Vita tornó los ojos, y retomó el punto principal de la charla:
—De ningún modo usará una barreta. Podría romper la madera.
—La madera seguirá intacta —contrapuso él, escrutando los ojos que desafiaban su continencia—, pero la cerradura quedará atascada o inoperable si se rompe el mecanismo interno, lo cual es muy probable, si me lo pregunta.
—Qué bueno que no le pregunté, Bissett. Mi respuesta es la misma: no usará una barreta.
Ulric sonrió, casi petulante, dejando escapar aire por la nariz. Le tomó dos pasos violar el margen de prudencia que atravesaba la distancia entre ambos, como una incisión quirúrgica en la piel que cubre al corazón, y Vita, de pronto, no tenía suficiente fuerza de voluntad para dar un paso atrás, pero sin ser consciente de que aquel estupor repentino no estaba condicionado a las habilidades de manipulación del pseudohombre.
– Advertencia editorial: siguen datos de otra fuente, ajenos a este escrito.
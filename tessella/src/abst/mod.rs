mod elem;
mod add_mon;
mod mon;
mod ring;
mod euc_ring;

pub use elem::*;
pub use add_mon::*;
pub use mon::*;
pub use ring::*;
pub use euc_ring::*;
—Ello lo envió aquí, ¿no es así? —quiso saber la bruja, reluctante— Usted no es más que una trampa.
Ulric se dio las libertades de acomodarle el cabello tras la oreja derecha, y amoldó su gélida mano a los contornos de la mejilla de Vita.
—¿Una trampa? —musitó— Yo soy la salida, Madame. No crea que no me doy cuenta de lo que sucede aquí: a usted le apasiona la inteligencia y a mí, la rebeldía. Su motivador es el odio, la repugnancia a una moral ajena que insiste en guiar sus pasos; pero más fuerte que la rebeldía, la pasión y el odio, es el miedo. Es usted temerosa de un presagio incierto consecuente a la quebrantación de las leyes de un ser que ni siquiera conoce y bien podría estar jugando con usted a las marionetas a cambio del cumplimiento de una promesa confidencial, que fácilmente podría reducirse a nada.
—No ose cuestionar la palabra de Ello, Ulric. No me sorprendería si es su boca lo que lo ha metido en aprietos con la comunidad oscura.
—No es la palabra de Ello lo que cuestiono, en realidad.
Vita le permitió acercarse más, porque esta vez pudo haberlo detenido, del mismo modo que le permitió rozarle el camino desde la mejilla hasta el oído con la electrificante frialdad de sus labios, que se sentían más como las caricias cadavéricas del primer nevazo de diciembre.
—La que cuestiono es la suya —masculló, con palabras tan rumiadas que le caminaban por el cuello, hormigueantes—, así que si realmente planea asesinarme luego de cumplir con mi parte y estar en paz con su dueño, hágalo; pero hágame también el honorable favor de que sea con una estaca envuelta en menta y romero, y de apuntar directo al corazón.